FlashAttention: Fast and Memory-Efficient Exact Attention with IO-Awareness

Dao et al., arXiv:2205.14135

Paper Abstract

Transformers are slow and memory-hungry on long sequences, since the time and memory complexity of self-attention are quadratic in sequence length. Approximate attention methods have attempted to address this problem by trading off model quality to reduce the compute complexity, but often do not achieve wall-clock speedup. We argue that a missing principle is making attention algorithms IO-aware—accounting for reads and writes between levels of GPU memory. We propose FlashAttention, an IO-aware exact attention algorithm that uses tiling to reduce the number of memory reads/writes between GPU high bandwidth memory (HBM) and GPU on-chip SRAM. We analyze the IO complexity of FlashAttention, showing that it requires fewer HBM accesses than standard attention, and is optimal for a range of SRAM sizes. We also extend FlashAttention to block-sparse attention, yielding an approximate attention algorithm that is faster than any existing approximate attention method. FlashAttention trains Transformers faster than existing baselines: 15% end-to-end wall-clock speedup on BERT-large (seq. length 512) compared to the MLPerf 1.1 training speed record, 3× speedup on GPT-2 (seq. length 1K), and 2.4× speedup on long-range arena (seq. length 1K-4K). FlashAttention and block-sparse FlashAttention enable longer context in Transformers, yielding higher quality models (0.7 better perplexity on GPT-2 and 6.4 points of lift on long-document classification) and entirely new capabilities: the first Transformers to achieve better-than-chance performance on the Path-X challenge (seq. length 16K, 61.4% accuracy) and Path-256 (seq. length 64K, 63.1% accuracy).

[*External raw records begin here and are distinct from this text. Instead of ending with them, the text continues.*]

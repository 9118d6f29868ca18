//! Per-user chat session state.
//!
//! Everything the client needs to build a chat request lives in one
//! [`SessionContext`] owned by the host: the backend session created by the
//! spreadsheet upload, the optional API key, and the student's profile.

use std::fmt;

use serde::{Deserialize, Serialize};

use crate::rate_limit::RateLimitGate;
use crate::store::KeyValueStore;

/// Category id the backend uses for "no filter".
pub const ALL_CATEGORIES_ID: &str = "all";

#[derive(Debug, Clone, Copy, PartialEq, Eq)]
pub enum CategoryKind {
    All,
    /// 共通科目
    Common,
    /// 専門科目
    Specialized,
}

#[derive(Debug, Clone, Copy, PartialEq, Eq)]
pub struct Category {
    pub id: &'static str,
    pub name: &'static str,
    pub kind: CategoryKind,
}

const fn category(id: &'static str, name: &'static str, kind: CategoryKind) -> Category {
    Category { id, name, kind }
}

/// Course categories offered by the backend, in display order.
pub const CATEGORIES: &[Category] = &[
    category("all", "すべて", CategoryKind::All),
    category("1", "総合科目・学士基盤科目", CategoryKind::Common),
    category("2", "体育", CategoryKind::Common),
    category("3", "英語", CategoryKind::Common),
    category("4", "初修外国語（独・中）", CategoryKind::Common),
    category("5", "初修外国語（仏・露・西）", CategoryKind::Common),
    category("6", "情報", CategoryKind::Common),
    category("7", "芸術", CategoryKind::Common),
    category("8", "自由科目", CategoryKind::Common),
    category("9", "教職・博物館", CategoryKind::Common),
    category("A", "人文・文化学群", CategoryKind::Specialized),
    category("B", "社会・国際学群", CategoryKind::Specialized),
    category("C", "人間学群", CategoryKind::Specialized),
    category("E", "生命環境学群", CategoryKind::Specialized),
    category("F", "理工学群", CategoryKind::Specialized),
    category("G", "情報学群", CategoryKind::Specialized),
    category("H", "医学群", CategoryKind::Specialized),
    category("WT", "体育専門学群", CategoryKind::Specialized),
    category("Y", "芸術専門学群", CategoryKind::Specialized),
    category("V", "グローバル教育院", CategoryKind::Specialized),
];

pub fn category_by_id(id: &str) -> Option<&'static Category> {
    CATEGORIES.iter().find(|c| c.id == id)
}

#[derive(Debug, Clone, Copy, PartialEq, Eq, Serialize, Deserialize)]
#[serde(rename_all = "lowercase")]
pub enum CourseType {
    Specialized,
    Common,
}

/// Filters the student picked in the sidebar.
#[derive(Debug, Clone, Default, PartialEq, Eq)]
pub struct StudentProfile {
    pub category: Option<String>,
    pub year_level: Option<String>,
    pub course_type: Option<CourseType>,
}

/// Body of `POST /upload`'s response.
#[derive(Debug, Clone, PartialEq, Eq, Serialize, Deserialize)]
pub struct UploadResponse {
    pub session_id: String,
    pub course_count: usize,
    pub message: String,
}

/// Body of `POST /chat`.
#[derive(Debug, Clone, PartialEq, Eq, Serialize)]
pub struct ChatRequest {
    pub message: String,
    pub session_id: String,
    #[serde(skip_serializing_if = "Option::is_none")]
    pub category: Option<String>,
    #[serde(skip_serializing_if = "Option::is_none")]
    pub year_level: Option<String>,
    #[serde(skip_serializing_if = "Option::is_none")]
    pub course_type: Option<CourseType>,
    #[serde(skip_serializing_if = "Option::is_none")]
    pub api_key: Option<String>,
    pub stream: bool,
}

#[derive(Debug, Clone, Copy, PartialEq, Eq)]
pub enum SessionError {
    /// The message was empty or whitespace.
    EmptyMessage,
    /// No spreadsheet has been uploaded yet.
    NoSession,
}

impl fmt::Display for SessionError {
    fn fmt(&self, f: &mut fmt::Formatter<'_>) -> fmt::Result {
        match self {
            SessionError::EmptyMessage => write!(f, "メッセージを入力してください"),
            SessionError::NoSession => {
                write!(f, "XLSXファイルをアップロードしてください")
            }
        }
    }
}

impl std::error::Error for SessionError {}

#[derive(Debug, Clone, Default)]
pub struct SessionContext {
    pub session_id: Option<String>,
    pub course_count: usize,
    pub api_key: Option<String>,
    pub profile: StudentProfile,
}

impl SessionContext {
    pub fn new(api_key: Option<String>) -> Self {
        Self {
            api_key,
            ..Self::default()
        }
    }

    /// Records the session created by a successful upload.
    pub fn attach(&mut self, upload: UploadResponse) {
        tracing::info!(
            session_id = %upload.session_id,
            course_count = upload.course_count,
            "attached session"
        );
        self.session_id = Some(upload.session_id);
        self.course_count = upload.course_count;
    }

    pub fn is_ready(&self) -> bool {
        self.session_id.is_some()
    }

    fn credential(&self) -> Option<&str> {
        self.api_key
            .as_deref()
            .map(str::trim)
            .filter(|k| !k.is_empty())
    }

    /// Requests are only rate limited when they go to the model, which
    /// happens only with a credential.
    pub fn requires_rate_limit(&self) -> bool {
        self.credential().is_some()
    }

    /// Builds the chat request body for `message`.
    pub fn chat_request(&self, message: &str) -> Result<ChatRequest, SessionError> {
        if message.trim().is_empty() {
            return Err(SessionError::EmptyMessage);
        }
        let session_id = self.session_id.clone().ok_or(SessionError::NoSession)?;

        let category = self
            .profile
            .category
            .clone()
            .filter(|c| !c.is_empty() && c != ALL_CATEGORIES_ID);

        Ok(ChatRequest {
            message: message.to_string(),
            session_id,
            category,
            year_level: self.profile.year_level.clone().filter(|y| !y.is_empty()),
            course_type: self.profile.course_type,
            api_key: self.credential().map(str::to_string),
            stream: true,
        })
    }

    /// Forgets the credential and all rate-limit bookkeeping.
    pub fn clear_credential<S, Tz>(&mut self, gate: &mut RateLimitGate<S, Tz>)
    where
        S: KeyValueStore,
        Tz: chrono::TimeZone,
        Tz::Offset: fmt::Display,
    {
        self.api_key = None;
        gate.reset();
    }
}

Attention hurts on long sequences

Self-attention costs \(O(L^2)\) in time and memory in sequence length \(L\): the attention matrix materializes the pairwise interactions.
FlashAttention’s thesis: the real bottleneck on modern GPUs is often not FLOPs but memory traffic between slow HBM (high bandwidth memory, off-chip) and fast on-chip SRAM—so algorithms should be IO-aware: count reads/writes across the memory hierarchy, not just arithmetic.

Approximate attention

Many approximate methods (sparse, low-rank, combinations) cut asymptotic compute toward linear / near-linear in \(L\).
But many still don’t show wall-clock speedups vs standard attention and haven’t been widely adopted.
One reason: they optimize FLOP counts, which don’t track real runtime when the kernel is memory-bound; they underweight IO and memory-access overhead.
This paper: make attention IO-aware—explicitly account for traffic between fast on-chip SRAM and slower HBM.

GPUs are often memory-bound

Compute has scaled faster than memory bandwidth; many Transformer ops are limited by moving data, not by arithmetic.
IO-aware algorithms matter in other domains too (joins, imaging, classical LA), but PyTorch / TensorFlow abstractions usually don’t expose fine-grained control over memory access patterns—hence a custom CUDA implementation for FlashAttention.

What FlashAttention targets

Compute exact attention (same outputs as the naive formulation) with far fewer round-trips to HBM.
Main goal: avoid materializing the full attention matrix in HBM (both for reads and writes).

That forces two technical problems:

Softmax without seeing the full input at once — you can’t load the entire score matrix into SRAM.
Backward without storing the large intermediate attention matrix in HBM for the backward pass.

Their technique

Softmax / tiling

Restructure attention: tile the problem—split tensors into blocks and make multiple passes over blocks, incrementally completing the softmax normalization (online softmax / blocked reduction).

Backward / recomputation

In the forward pass, store the softmax normalization statistics (what you need to reconstruct local pieces).
On the backward pass, recompute attention-related values on-chip from those statistics instead of reading a huge attention matrix back from HBM (recompute can be cheaper than HBM traffic).

Implementation

CUDA implementation for fine-grained memory control and to fuse the attention steps into one (or few) kernels.
Even with extra FLOPs from recomputation, the method can be faster (fewer slow-memory round-trips) and use \(O(L)\) memory in sequence length for the attention block vs materializing \(O(L^2)\) in HBM.